Start of Data records

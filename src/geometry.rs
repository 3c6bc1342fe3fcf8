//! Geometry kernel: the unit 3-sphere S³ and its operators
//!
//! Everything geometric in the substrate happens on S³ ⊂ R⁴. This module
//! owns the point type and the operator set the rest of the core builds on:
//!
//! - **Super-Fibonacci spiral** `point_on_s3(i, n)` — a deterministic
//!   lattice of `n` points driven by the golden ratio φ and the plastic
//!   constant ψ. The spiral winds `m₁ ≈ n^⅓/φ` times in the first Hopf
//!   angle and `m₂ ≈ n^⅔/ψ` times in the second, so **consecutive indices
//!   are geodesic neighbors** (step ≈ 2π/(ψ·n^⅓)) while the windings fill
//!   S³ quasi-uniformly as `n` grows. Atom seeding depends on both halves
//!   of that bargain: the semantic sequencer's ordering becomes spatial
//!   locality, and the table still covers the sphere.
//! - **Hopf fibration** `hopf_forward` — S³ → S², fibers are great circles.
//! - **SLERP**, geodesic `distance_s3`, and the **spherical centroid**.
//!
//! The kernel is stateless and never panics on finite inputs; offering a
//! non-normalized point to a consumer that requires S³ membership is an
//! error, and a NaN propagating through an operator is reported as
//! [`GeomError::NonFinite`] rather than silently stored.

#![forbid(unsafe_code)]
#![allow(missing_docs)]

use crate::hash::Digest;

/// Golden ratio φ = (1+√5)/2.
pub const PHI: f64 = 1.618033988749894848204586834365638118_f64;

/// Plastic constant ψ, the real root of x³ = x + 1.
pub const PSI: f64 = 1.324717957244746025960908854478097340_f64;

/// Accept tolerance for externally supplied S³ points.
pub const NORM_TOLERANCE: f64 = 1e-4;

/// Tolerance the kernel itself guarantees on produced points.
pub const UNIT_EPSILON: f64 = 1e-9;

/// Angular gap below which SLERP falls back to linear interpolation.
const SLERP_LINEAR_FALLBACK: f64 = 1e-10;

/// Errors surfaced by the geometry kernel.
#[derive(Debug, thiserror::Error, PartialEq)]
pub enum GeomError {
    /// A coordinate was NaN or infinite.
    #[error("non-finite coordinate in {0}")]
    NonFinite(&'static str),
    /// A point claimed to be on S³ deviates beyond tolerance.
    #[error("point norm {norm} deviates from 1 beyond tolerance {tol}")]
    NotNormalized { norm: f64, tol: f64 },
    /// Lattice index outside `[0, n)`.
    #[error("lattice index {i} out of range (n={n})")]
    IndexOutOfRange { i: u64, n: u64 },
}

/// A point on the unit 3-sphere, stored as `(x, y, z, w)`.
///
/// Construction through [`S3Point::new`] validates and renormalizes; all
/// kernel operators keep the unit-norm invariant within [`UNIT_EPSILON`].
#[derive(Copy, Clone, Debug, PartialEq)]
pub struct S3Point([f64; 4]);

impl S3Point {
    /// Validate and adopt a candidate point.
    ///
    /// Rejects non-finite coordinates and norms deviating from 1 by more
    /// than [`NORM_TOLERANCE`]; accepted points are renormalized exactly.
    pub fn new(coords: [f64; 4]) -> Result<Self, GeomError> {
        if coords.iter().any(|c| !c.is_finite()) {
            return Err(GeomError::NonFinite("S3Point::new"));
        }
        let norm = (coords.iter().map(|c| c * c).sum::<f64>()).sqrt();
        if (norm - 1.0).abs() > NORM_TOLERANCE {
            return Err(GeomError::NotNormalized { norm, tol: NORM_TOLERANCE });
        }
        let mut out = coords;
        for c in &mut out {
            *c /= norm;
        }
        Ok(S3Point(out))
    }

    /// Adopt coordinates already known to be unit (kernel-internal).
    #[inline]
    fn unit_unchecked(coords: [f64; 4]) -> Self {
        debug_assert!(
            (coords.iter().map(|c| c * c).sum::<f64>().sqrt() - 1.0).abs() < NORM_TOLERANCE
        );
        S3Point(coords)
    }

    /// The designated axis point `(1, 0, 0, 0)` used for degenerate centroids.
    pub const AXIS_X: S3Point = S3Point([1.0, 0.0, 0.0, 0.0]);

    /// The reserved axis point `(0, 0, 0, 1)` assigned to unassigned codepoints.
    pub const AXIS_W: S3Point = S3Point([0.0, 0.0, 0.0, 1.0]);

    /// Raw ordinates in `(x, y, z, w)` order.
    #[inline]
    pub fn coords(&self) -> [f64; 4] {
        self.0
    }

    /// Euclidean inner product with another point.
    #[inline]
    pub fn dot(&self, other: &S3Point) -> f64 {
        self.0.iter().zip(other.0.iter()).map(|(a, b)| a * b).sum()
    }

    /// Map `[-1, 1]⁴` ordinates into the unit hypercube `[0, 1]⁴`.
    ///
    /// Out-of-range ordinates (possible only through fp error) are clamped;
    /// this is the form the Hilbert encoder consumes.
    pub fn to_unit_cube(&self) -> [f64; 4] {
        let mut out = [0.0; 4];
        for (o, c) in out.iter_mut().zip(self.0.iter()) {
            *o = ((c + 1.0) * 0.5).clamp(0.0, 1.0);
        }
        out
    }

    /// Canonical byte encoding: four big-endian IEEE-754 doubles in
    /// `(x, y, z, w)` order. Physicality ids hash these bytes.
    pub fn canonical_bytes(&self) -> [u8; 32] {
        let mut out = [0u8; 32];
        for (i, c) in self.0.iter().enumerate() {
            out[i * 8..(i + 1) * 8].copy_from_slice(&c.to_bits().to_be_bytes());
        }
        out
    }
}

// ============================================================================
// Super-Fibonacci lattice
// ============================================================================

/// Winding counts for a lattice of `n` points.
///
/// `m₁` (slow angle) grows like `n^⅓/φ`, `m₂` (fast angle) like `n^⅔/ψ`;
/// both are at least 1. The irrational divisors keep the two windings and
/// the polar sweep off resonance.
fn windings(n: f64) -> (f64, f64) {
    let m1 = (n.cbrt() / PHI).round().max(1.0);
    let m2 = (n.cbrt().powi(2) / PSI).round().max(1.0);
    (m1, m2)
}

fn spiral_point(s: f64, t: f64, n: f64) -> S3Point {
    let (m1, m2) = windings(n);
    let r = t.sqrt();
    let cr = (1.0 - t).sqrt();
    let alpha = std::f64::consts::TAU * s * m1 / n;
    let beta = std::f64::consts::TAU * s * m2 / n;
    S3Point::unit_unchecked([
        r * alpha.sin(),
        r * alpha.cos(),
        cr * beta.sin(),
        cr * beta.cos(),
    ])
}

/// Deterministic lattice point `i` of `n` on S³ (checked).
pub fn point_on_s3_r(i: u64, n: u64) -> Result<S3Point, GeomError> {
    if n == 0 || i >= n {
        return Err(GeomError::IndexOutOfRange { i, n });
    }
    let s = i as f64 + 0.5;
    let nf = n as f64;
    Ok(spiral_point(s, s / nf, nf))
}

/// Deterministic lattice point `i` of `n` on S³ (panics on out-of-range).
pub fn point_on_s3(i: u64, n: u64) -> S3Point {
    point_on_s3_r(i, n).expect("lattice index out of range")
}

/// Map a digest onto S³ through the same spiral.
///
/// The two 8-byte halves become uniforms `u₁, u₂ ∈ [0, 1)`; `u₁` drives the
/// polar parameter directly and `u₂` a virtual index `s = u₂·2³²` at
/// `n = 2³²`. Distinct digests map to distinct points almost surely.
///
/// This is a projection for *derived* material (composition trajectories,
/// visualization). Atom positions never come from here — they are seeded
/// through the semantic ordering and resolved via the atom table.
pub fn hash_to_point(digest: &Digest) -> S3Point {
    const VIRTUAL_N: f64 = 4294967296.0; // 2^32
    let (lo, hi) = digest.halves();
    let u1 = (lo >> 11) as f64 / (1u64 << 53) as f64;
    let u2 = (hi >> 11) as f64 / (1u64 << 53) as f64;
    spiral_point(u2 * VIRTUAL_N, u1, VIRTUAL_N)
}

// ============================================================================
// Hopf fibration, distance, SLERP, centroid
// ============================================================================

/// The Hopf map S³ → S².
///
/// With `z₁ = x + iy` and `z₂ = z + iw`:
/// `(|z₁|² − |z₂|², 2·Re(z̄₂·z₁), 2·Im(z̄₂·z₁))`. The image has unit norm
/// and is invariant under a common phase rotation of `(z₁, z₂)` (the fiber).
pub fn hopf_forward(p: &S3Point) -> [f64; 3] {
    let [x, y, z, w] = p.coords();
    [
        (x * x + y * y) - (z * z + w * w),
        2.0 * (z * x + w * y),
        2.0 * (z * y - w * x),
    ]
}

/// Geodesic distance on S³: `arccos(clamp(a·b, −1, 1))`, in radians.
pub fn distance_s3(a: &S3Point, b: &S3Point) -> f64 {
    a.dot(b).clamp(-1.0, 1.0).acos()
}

End of Data records
Start of Data records

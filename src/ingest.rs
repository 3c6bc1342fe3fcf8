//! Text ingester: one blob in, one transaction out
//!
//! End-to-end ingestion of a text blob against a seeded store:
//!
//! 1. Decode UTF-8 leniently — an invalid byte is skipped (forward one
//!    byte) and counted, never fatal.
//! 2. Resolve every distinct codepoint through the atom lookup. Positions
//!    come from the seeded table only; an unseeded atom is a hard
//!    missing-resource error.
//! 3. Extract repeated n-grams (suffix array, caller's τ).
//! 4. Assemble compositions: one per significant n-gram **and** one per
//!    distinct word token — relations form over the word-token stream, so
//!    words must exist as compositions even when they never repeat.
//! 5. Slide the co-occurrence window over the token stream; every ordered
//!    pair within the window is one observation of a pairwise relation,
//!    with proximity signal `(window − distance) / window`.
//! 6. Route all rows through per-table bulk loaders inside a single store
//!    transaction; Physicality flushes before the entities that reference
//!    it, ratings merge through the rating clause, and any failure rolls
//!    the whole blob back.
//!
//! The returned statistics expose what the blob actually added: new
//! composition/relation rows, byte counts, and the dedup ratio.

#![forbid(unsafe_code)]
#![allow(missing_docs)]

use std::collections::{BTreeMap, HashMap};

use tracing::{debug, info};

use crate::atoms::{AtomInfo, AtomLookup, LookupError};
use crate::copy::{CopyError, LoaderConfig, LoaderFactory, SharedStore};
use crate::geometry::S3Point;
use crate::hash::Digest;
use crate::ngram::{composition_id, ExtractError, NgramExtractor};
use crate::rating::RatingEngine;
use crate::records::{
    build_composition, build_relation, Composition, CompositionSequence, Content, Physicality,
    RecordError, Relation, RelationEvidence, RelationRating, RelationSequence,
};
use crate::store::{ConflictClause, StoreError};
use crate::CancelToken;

End of Data records
Start of Data records

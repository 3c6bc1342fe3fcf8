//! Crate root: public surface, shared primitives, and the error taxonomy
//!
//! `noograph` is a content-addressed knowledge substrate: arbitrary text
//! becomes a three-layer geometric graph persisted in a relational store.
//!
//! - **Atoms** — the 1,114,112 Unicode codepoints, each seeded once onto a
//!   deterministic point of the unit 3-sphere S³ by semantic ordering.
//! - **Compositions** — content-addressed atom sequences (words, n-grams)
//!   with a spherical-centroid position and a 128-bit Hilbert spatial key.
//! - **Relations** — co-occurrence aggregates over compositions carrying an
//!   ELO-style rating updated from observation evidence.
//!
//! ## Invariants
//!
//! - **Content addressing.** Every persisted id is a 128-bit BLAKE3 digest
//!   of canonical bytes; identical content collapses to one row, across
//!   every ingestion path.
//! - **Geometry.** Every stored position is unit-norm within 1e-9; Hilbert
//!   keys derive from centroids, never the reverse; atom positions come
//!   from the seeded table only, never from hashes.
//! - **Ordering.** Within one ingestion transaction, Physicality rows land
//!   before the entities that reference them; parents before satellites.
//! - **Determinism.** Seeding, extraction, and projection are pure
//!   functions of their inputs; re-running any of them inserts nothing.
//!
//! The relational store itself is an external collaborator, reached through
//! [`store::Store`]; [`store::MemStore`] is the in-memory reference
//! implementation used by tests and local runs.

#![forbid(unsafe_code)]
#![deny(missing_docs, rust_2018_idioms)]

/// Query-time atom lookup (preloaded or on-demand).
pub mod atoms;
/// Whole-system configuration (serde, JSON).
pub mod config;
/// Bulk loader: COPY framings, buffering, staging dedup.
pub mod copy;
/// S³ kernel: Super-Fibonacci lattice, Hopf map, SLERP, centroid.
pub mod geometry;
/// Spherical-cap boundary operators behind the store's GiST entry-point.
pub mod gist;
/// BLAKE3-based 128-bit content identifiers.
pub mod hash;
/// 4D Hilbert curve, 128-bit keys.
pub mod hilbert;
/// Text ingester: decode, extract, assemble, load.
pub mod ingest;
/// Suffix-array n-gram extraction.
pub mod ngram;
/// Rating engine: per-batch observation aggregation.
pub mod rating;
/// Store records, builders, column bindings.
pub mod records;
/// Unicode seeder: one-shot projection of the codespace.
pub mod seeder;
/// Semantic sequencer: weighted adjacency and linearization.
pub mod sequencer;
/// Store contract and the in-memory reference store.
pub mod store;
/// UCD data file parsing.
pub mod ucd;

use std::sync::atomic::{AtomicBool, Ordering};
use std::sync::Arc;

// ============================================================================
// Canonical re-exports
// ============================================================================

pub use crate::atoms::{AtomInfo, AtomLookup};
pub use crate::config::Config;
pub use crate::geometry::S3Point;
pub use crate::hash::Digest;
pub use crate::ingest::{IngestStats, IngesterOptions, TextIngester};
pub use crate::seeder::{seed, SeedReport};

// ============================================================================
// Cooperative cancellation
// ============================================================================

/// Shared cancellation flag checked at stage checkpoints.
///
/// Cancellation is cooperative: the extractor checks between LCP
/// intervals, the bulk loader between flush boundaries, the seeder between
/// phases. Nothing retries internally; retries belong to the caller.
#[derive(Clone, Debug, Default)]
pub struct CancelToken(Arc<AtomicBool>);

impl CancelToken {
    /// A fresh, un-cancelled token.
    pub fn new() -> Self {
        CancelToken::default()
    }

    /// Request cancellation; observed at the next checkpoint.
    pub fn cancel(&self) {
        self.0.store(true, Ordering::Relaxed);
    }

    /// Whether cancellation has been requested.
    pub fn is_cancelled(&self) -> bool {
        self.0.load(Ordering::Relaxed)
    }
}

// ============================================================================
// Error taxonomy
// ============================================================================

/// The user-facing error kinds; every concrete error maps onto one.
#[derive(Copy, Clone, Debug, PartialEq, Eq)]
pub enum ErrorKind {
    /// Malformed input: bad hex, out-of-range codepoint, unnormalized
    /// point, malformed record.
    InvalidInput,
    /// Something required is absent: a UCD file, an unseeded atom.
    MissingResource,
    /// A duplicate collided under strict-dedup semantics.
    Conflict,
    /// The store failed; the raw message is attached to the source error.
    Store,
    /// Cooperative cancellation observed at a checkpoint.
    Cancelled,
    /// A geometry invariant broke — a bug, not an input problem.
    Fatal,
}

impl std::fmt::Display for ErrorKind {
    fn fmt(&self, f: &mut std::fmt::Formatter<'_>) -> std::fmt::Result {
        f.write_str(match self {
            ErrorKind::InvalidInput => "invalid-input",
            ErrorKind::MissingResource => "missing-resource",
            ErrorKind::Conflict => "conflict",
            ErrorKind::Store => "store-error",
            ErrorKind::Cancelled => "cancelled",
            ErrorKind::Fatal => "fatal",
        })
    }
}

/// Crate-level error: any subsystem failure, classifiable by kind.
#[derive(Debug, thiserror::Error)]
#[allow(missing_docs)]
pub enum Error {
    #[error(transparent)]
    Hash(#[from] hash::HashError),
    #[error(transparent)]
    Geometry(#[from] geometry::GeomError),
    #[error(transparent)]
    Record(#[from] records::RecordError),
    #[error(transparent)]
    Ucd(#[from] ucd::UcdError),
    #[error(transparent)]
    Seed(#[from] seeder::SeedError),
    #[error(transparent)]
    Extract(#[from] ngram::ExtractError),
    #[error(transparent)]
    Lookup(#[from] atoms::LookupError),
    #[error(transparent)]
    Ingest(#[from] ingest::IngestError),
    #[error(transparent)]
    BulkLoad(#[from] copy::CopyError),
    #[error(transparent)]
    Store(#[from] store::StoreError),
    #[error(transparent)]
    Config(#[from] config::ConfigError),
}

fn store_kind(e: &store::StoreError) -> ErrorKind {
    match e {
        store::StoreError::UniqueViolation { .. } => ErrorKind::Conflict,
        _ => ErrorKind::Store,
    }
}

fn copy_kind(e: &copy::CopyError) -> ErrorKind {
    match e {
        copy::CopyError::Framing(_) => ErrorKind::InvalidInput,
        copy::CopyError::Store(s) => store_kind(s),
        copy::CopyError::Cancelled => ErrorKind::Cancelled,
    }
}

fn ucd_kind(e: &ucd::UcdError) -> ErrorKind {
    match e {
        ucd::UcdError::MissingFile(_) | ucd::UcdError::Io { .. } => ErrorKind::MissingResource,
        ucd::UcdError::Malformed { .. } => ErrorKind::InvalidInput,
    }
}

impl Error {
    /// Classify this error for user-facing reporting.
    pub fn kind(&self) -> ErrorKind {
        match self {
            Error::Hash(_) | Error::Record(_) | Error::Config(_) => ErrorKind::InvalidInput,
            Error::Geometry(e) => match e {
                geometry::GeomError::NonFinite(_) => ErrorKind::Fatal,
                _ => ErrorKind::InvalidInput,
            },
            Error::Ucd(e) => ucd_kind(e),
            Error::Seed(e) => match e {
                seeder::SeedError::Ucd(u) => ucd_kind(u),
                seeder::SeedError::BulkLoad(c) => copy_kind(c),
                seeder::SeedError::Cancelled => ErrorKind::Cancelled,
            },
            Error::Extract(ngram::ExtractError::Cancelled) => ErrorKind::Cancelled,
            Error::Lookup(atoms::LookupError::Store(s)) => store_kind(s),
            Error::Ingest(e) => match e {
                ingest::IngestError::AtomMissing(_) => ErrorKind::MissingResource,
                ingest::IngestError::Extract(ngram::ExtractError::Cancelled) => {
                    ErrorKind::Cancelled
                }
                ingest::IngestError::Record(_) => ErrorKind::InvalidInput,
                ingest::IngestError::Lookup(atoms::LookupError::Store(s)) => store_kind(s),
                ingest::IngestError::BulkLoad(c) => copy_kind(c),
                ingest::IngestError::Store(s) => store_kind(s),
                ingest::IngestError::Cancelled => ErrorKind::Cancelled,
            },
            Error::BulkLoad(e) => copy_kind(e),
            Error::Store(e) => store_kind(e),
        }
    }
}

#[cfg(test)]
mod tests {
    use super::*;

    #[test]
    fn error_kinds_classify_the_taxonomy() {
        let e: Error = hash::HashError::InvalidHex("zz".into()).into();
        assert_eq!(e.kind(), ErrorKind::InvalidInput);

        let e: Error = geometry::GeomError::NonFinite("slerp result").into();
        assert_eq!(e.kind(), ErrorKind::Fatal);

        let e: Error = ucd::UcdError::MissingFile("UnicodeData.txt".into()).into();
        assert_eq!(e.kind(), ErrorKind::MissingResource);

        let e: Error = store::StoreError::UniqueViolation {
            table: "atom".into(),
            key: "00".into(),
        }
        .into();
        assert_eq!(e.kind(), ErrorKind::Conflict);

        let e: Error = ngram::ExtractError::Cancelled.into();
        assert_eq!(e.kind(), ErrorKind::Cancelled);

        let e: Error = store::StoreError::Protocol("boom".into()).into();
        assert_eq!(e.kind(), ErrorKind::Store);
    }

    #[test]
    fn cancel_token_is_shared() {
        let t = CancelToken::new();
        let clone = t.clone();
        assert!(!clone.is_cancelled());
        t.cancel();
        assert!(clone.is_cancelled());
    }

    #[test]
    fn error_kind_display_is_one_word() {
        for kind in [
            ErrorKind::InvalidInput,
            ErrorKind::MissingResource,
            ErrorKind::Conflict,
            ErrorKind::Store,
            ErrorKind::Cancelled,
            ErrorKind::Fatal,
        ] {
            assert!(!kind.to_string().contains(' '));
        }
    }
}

End of Data records

Every line in the data that includes the word "they" should be counted, and only the resulting number given.

# Output of the exercise:
2